### What to produce
Scan the entries below. List each line with "ConnectionFailed".

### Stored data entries

• • •

impl<T: WsTransport> ConnectionManager<T> {
    fn emit(&self, event: ConnectionEvent) {
        debug!(event = event.name(), state = %self.state, "connection event");
        // The receiver going away only means nobody is observing.
        let _ = self.events.send(EventEnvelope::now(event));
    }

    fn emit_error(&mut self, message: impl Into<String>) {
        self.activity.record_error();
        self.emit(ConnectionEvent::Error {
            message: message.into(),
        });
    }

    fn clear_timers(&mut self) {
        self.reconnect_timer.cancel();
        self.keep_alive_timer.cancel();
        self.watchdog_timer.cancel();
    }

    fn stop_io(&mut self) {
        self.outbound = None;
        if let Some(task) = self.reader_task.take() {
            task.abort();
        }
        if let Some(task) = self.writer_task.take() {
            task.abort();
        }
    }

    fn queue(&self, frame: WsFrame) -> WebSocketResult<()> {
        let outbound = self.outbound.as_ref().ok_or(WebSocketError::NotConnected)?;
        outbound
            .send(frame)
            .map_err(|_| WebSocketError::InvalidState("writer stopped".to_string()))
    }

    fn require_open(&self) -> WebSocketResult<()> {
        if self.state == ConnectionState::Open {
            Ok(())
        } else {
            Err(WebSocketError::NotConnected)
        }
    }

    fn handle_connect(&mut self) -> WebSocketResult<()> {
        match self.state {
            ConnectionState::Open | ConnectionState::Connecting => return Ok(()),
            ConnectionState::Closing => self.finish_close(),
            ConnectionState::Closed => {}
        }

        let request = self
            .config
            .validate()
            .and_then(|_| self.config.connect_request(self.tls));
        let request = match request {
            Ok(request) => request,
            Err(err) => {
                warn!(error = %err, "refusing to connect with invalid configuration");
                self.emit_error(err.to_string());
                return Err(err);
            }
        };

        self.manual_close = false;
        self.reconnect_timer.cancel();
        self.state = ConnectionState::Connecting;
        self.epoch += 1;
        self.connect_attempts += 1;
        let epoch = self.epoch;
        info!(url = %request.url, epoch, attempt = self.connect_attempts, "connecting");

        let connecting = self.transport.connect(request, self.buffers);
        let actor_ref = self.actor_ref.clone();
        self.connect_task = Some(tokio::spawn(async move {
            let outcome = match tokio::time::timeout(CONNECT_TIMEOUT, connecting).await {
                Ok(outcome) => outcome,
                Err(_) => Err(WebSocketError::ConnectionFailed(format!(
                    "timed out after {}s",
                    CONNECT_TIMEOUT.as_secs()
                ))),
            };
            match outcome {
                Ok((reader, writer)) => {
                    let _ = actor_ref
                        .tell(ConnectionEstablished::<T> {
                            epoch,
                            reader,
                            writer,
                        })
                        .send()
                        .await;
                }
                Err(err) => {
                    let _ = actor_ref
                        .tell(ManagerSignal::ConnectionFailed {
                            epoch,
                            error: err.to_string(),
                        })
                        .send()
                        .await;
                }
            }
        }));
        Ok(())
    }

    fn handle_established(&mut self, reader: T::Reader, writer: T::Writer) {
        self.connect_task = None;
        self.state = ConnectionState::Open;
        self.backoff.reset();
        self.activity.connection_opened();
        self.probe.reset();

        let (tx, rx) = mpsc::unbounded_channel();
        self.outbound = Some(tx);
        self.reader_task = Some(spawn_reader(reader, self.actor_ref.clone(), self.epoch));
        self.writer_task = Some(spawn_writer(writer, rx, self.actor_ref.clone(), self.epoch));

        self.sync_watchdog();
        info!(epoch = self.epoch, url = %self.config.url, "connection open");
        self.emit(ConnectionEvent::Open);
    }

    fn handle_connection_failed(&mut self, error: String) {
        self.connect_task = None;
        self.state = ConnectionState::Closed;
        warn!(error = %error, "connection attempt failed");
        self.emit_error(error);
        self.schedule_reconnect();
    }

    fn schedule_reconnect(&mut self) {
        if self.reconnect_timer.is_armed() || self.manual_close {
            return;
        }
        let delay = self.backoff.current();
        let actor_ref = self.actor_ref.clone();
        self.reconnect_timer.arm(|id| {
            spawn_after(delay, move || async move {
                let _ = actor_ref.tell(ManagerSignal::ReconnectDue { id }).send().await;
            })
        });
        warn!(
            delay_ms = delay.as_millis() as u64,
            attempt = self.connect_attempts + 1,
            "scheduling reconnect"
        );
    }

    fn handle_reconnect_due(&mut self, id: u64) {
        if !self.reconnect_timer.fired(id) {
            return;
        }
        self.backoff.next_delay();
        self.activity.record_reconnect();
        // Failures were already reported as events.
        let _ = self.handle_connect();
    }

    fn handle_inbound(&mut self, frame: WsFrame) {
        if self.state != ConnectionState::Open {
            return;
        }

        match frame {
            WsFrame::Text(_) | WsFrame::Binary(_) => {
                self.activity.record_received();
                self.emit(ConnectionEvent::Message {
                    payload: display_payload(&frame),
                    is_binary: frame.is_binary(),
                });
            }
            WsFrame::Ping(_) | WsFrame::Pong(_) => {
                self.activity.touch();
                let payload = display_payload(&frame);
                match self.probe.handle_inbound(&frame) {
                    ControlResult::Reply(pong) => {
                        self.emit(ConnectionEvent::Ping { payload });
                        if let Err(err) = self.queue(pong) {
                            debug!(error = %err, "could not queue pong");
                        }
                    }
                    ControlResult::PongReceived(rtt) => {
                        if let Some(rtt) = rtt {
                            self.activity.record_rtt(rtt);
                        }
                        self.emit(ConnectionEvent::Pong { payload });
                    }
                    ControlResult::NotControl => {}
                }
            }
            WsFrame::Close(close) => {
                let (code, reason) = match close {
                    Some(close) => (close.code, close.reason_lossy()),
                    None => (NO_STATUS_RECEIVED, String::new()),
                };
                info!(code, reason = %reason, "peer closed connection");
                self.handle_transport_closed(code, reason);
            }
        }
    }

    /// The transport is gone without us asking for it.
    fn handle_transport_closed(&mut self, code: u16, reason: String) {
        if self.state != ConnectionState::Open {
            return;
        }
        self.keep_alive_timer.cancel();
        self.watchdog_timer.cancel();
        self.stop_io();
        self.state = ConnectionState::Closed;
        self.emit(ConnectionEvent::Close {
            code,
            reason: reason.clone(),
        });

        if !self.manual_close && code != NORMAL_CLOSURE {
            self.schedule_reconnect();
        } else {
            info!(code, reason = %reason, "connection closed");
        }
    }

    fn handle_disconnect(&mut self) {
        self.manual_close = true;
        self.clear_timers();

        match self.state {
            ConnectionState::Closed | ConnectionState::Closing => {}
            ConnectionState::Connecting => {
                if let Some(task) = self.connect_task.take() {
                    task.abort();
                }
                // Drop whatever the aborted attempt may still deliver.
                self.epoch += 1;
                self.state = ConnectionState::Closed;
                info!("connection attempt abandoned");
                self.emit(ConnectionEvent::Close {
                    code: NORMAL_CLOSURE,
                    reason: CLIENT_DISCONNECT_REASON.to_string(),
                });
            }
            ConnectionState::Open => {
                self.state = ConnectionState::Closing;
                if let Some(task) = self.reader_task.take() {
                    task.abort();
                }
                let queued = self.queue(WsFrame::close(NORMAL_CLOSURE, CLIENT_DISCONNECT_REASON));
                // The writer exits after the close frame once the channel is dropped.
                self.outbound = None;
                if queued.is_err() {
                    self.finish_close();
                    return;
                }
                let actor_ref = self.actor_ref.clone();
                self.close_grace_timer.arm(|id| {
                    spawn_after(CLOSE_GRACE, move || async move {
                        let _ = actor_ref
                            .tell(ManagerSignal::CloseGraceElapsed { id })
                            .send()
                            .await;
                    })
                });
                info!(epoch = self.epoch, "closing connection");
            }
        }
    }

    /// Complete an operator-requested close.
    fn finish_close(&mut self) {
        if self.state != ConnectionState::Closing {
            return;
        }
        self.close_grace_timer.cancel();
        self.stop_io();
        self.state = ConnectionState::Closed;
        info!(epoch = self.epoch, "connection closed");
        self.emit(ConnectionEvent::Close {
            code: NORMAL_CLOSURE,
            reason: CLIENT_DISCONNECT_REASON.to_string(),
        });
    }

    fn handle_send(&mut self, payload: WirePayload, capped: bool) -> WebSocketResult<()> {
        self.require_open()?;
        let max = self.config.max_payload_bytes;
        if capped && payload.len() > max {
            return Err(WebSocketError::CapacityExceeded {
                size: payload.len(),
                max,
            });
        }

        let frame = payload.into_frame();
        let event = ConnectionEvent::Sent {
            payload: display_payload(&frame),
            is_binary: frame.is_binary(),
        };
        self.queue(frame)?;
        self.activity.record_sent();
        self.emit(event);
        Ok(())
    }

    fn enable_keep_alive(&mut self) -> WebSocketResult<()> {
        self.require_open()?;
        self.probe = KeepAliveProbe::from_config(&self.config);
        let period = self.probe.interval();
        let actor_ref = self.actor_ref.clone();
        self.keep_alive_timer.arm(|id| {
            spawn_every(period, move || {
                let actor_ref = actor_ref.clone();
                async move {
                    actor_ref
                        .tell(ManagerSignal::KeepAliveTick { id })
                        .send()
                        .await
                        .is_ok()
                }
            })
        });
        info!(
            interval_ms = period.as_millis() as u64,
            mode = ?self.probe.mode(),
            "keep-alive started"
        );
        Ok(())
    }

    fn handle_keep_alive_tick(&mut self, id: u64) {
        if !self.keep_alive_timer.is_current(id) || self.state != ConnectionState::Open {
            return;
        }
        let tick = self.probe.tick();
        if let Err(err) = self.queue(tick.frame) {
            debug!(error = %err, "keep-alive frame dropped");
            return;
        }
        if let Some(payload) = tick.heartbeat {
            self.activity.record_sent();
            self.emit(ConnectionEvent::Heartbeat { payload });
        }
    }

    fn send_probe(&mut self) -> WebSocketResult<()> {
        self.require_open()?;
        let ping = self.probe.ping();
        self.queue(ping)?;
        self.activity.touch();
        self.emit(ConnectionEvent::Ping {
            payload: PROBE_LABEL.to_string(),
        });
        Ok(())
    }

    fn send_heartbeat_once(&mut self, message: Option<String>) -> WebSocketResult<()> {
        self.require_open()?;
        let payload = message.unwrap_or_else(|| self.config.keep_alive_message.clone());
        self.queue(WsFrame::text(payload.clone()))?;
        self.activity.record_sent();
        self.emit(ConnectionEvent::Heartbeat { payload });
        Ok(())
    }

    /// Arm or cancel the watchdog to match the current state and config.
    fn sync_watchdog(&mut self) {
        let wanted = self.state == ConnectionState::Open && self.config.inactivity_limit().is_some();
        if !wanted {
            self.watchdog_timer.cancel();
            return;
        }
        if self.watchdog_timer.is_armed() {
            return;
        }
        let actor_ref = self.actor_ref.clone();
        self.watchdog_timer.arm(|id| {
            spawn_every(WATCHDOG_TICK, move || {
                let actor_ref = actor_ref.clone();
                async move {
                    actor_ref
                        .tell(ManagerSignal::WatchdogTick { id })
                        .send()
                        .await
                        .is_ok()
                }
            })
        });
    }

    fn handle_watchdog_tick(&mut self, id: u64) {
        if !self.watchdog_timer.is_current(id) || self.state != ConnectionState::Open {
            return;
        }
        let Some(limit) = self.config.inactivity_limit() else {
            return;
        };
        if self.activity.is_idle(limit) {
            warn!(
                idle_ms = self.activity.idle_for().as_millis() as u64,
                timeout_ms = self.config.inactivity_timeout,
                "inactivity timeout, disconnecting"
            );
            self.handle_disconnect();
            self.emit(ConnectionEvent::IdleTimeout);
        }
    }

    fn handle_update_config(&mut self, config: ConnectionConfig) -> WebSocketResult<()> {
        config.validate()?;
        self.backoff.reconfigure(&config);
        self.config = config;
        self.sync_watchdog();
        debug!(url = %self.config.url, "configuration updated");
        Ok(())
    }

    fn snapshot(&self) -> ConnectionSnapshot {
        ConnectionSnapshot {
            state: self.state,
            keep_alive_running: self.keep_alive_timer.is_armed(),
            stats: self.activity.stats(self.state == ConnectionState::Open),
        }
    }
}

• • •

### Result below
                Err(_) => Err(WebSocketError::ConnectionFailed(format!(
                        .tell(ManagerSignal::ConnectionFailed {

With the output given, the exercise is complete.